»»

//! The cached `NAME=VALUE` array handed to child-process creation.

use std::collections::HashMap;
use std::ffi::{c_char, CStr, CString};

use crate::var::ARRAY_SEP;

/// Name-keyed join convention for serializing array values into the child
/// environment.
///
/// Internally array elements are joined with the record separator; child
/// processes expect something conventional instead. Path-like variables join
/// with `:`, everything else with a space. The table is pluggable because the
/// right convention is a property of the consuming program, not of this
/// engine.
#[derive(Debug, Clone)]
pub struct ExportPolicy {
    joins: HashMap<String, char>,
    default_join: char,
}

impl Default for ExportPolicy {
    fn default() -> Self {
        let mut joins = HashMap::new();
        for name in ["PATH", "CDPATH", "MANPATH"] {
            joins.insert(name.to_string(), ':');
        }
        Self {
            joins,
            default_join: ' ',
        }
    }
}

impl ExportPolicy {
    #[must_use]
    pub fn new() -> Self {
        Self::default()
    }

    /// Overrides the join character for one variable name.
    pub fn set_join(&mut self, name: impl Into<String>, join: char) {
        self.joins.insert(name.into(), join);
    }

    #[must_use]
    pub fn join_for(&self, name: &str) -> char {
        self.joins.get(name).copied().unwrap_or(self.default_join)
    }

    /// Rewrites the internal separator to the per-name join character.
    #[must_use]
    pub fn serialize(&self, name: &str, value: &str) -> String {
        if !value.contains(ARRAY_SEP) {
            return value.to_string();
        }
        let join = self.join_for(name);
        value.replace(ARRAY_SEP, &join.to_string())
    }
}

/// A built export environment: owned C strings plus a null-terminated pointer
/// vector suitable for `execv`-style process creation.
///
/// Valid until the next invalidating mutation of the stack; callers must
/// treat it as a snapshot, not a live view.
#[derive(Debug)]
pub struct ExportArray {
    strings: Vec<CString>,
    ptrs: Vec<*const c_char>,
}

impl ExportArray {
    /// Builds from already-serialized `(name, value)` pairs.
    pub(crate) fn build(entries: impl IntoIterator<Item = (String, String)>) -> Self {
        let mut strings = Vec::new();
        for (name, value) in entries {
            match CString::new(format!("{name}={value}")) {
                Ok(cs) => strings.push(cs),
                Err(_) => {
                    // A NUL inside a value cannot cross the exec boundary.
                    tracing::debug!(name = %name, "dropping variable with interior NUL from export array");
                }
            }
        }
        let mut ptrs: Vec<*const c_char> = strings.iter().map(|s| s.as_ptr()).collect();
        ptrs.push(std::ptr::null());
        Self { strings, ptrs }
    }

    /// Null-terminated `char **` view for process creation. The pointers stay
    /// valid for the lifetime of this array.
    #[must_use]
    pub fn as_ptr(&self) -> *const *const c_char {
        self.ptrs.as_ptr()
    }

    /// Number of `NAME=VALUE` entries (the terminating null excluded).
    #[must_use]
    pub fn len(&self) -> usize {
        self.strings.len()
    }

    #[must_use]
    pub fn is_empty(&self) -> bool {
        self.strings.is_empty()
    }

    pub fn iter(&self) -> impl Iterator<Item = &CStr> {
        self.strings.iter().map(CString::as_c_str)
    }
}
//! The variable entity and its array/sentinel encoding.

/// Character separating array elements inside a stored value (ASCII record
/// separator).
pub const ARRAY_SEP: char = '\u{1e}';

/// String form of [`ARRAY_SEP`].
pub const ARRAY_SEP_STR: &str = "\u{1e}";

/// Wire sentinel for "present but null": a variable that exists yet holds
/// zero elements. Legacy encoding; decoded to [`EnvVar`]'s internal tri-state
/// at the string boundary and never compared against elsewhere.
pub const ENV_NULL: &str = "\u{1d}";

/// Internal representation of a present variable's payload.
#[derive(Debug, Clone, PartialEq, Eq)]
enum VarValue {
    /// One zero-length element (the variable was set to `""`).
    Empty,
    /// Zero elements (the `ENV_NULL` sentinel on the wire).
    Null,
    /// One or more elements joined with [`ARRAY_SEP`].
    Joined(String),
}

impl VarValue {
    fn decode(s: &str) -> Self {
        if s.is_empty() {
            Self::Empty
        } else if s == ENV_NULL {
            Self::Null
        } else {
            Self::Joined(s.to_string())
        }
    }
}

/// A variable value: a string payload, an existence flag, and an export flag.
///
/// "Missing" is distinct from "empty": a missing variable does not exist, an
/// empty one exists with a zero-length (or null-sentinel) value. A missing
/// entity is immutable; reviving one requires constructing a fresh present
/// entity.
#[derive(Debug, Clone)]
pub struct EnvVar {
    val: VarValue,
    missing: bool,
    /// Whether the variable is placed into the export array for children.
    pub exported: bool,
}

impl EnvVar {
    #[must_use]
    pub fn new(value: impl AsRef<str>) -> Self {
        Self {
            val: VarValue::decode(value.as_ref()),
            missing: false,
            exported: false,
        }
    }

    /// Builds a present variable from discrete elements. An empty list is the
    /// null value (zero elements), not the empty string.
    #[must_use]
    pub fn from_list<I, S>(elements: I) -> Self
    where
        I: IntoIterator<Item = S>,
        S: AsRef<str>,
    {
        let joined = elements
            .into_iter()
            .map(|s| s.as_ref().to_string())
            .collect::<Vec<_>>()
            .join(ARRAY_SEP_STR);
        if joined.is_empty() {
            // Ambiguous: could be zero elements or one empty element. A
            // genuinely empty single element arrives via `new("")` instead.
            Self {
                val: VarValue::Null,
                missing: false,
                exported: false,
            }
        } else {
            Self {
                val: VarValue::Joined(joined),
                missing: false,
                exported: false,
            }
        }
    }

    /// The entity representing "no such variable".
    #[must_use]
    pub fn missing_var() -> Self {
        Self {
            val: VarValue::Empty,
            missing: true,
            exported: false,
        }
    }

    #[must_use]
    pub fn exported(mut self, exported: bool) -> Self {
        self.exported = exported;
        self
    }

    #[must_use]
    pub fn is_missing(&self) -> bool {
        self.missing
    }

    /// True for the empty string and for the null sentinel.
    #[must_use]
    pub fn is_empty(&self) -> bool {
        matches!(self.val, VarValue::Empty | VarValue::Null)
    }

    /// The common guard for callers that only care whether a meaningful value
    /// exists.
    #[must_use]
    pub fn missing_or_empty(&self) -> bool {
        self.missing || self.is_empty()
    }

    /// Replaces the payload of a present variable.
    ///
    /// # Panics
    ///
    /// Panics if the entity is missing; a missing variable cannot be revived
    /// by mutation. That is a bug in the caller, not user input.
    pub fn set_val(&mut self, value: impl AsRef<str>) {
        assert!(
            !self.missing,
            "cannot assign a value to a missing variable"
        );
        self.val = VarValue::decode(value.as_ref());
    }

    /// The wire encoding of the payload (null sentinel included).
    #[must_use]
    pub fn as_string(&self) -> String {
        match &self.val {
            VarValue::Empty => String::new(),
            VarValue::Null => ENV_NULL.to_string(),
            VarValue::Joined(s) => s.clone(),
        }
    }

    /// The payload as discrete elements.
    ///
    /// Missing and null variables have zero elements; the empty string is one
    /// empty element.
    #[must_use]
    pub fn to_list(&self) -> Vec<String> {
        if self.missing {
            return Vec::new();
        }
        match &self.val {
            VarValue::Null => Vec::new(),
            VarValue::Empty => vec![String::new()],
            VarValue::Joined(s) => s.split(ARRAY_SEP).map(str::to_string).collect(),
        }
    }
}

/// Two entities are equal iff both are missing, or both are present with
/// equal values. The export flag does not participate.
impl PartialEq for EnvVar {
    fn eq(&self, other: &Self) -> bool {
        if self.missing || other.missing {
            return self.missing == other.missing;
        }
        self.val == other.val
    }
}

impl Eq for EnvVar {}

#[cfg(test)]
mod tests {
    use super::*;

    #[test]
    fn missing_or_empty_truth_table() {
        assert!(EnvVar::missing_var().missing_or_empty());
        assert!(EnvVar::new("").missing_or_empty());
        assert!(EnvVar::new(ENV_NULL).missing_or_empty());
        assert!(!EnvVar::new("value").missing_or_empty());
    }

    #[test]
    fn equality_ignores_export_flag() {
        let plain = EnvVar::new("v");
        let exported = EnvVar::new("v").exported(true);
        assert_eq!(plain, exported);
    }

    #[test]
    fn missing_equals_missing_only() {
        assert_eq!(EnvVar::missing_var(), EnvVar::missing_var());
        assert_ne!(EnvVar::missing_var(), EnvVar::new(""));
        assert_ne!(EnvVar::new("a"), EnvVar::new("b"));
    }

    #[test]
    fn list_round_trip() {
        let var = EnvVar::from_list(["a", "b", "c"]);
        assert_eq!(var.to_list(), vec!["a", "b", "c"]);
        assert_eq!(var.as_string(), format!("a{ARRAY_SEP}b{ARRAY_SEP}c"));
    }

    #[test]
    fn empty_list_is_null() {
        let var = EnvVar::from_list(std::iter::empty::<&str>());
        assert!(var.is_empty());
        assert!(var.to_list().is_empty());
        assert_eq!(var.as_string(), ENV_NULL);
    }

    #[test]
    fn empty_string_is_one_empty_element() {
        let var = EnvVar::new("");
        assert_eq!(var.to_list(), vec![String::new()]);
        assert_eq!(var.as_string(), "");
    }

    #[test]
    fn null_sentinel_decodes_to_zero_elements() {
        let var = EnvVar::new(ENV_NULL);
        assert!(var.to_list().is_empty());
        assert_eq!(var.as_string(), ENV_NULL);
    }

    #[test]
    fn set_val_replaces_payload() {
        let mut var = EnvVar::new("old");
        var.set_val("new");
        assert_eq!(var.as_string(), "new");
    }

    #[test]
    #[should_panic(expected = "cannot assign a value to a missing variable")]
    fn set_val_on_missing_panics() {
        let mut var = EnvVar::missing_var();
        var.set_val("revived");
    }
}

««

Your task for the entries above: copy exactly the span starting with the line with "value (ASCII record" and going on through the line with "compared against elsewhere.", both lines included, and nothing else.

■ **EXERCISE RESPONSE**
/// Character separating array elements inside a stored value (ASCII record
/// separator).
pub const ARRAY_SEP: char = '\u{1e}';

/// String form of [`ARRAY_SEP`].
pub const ARRAY_SEP_STR: &str = "\u{1e}";

/// Wire sentinel for "present but null": a variable that exists yet holds
/// zero elements. Legacy encoding; decoded to [`EnvVar`]'s internal tri-state
/// at the string boundary and never compared against elsewhere.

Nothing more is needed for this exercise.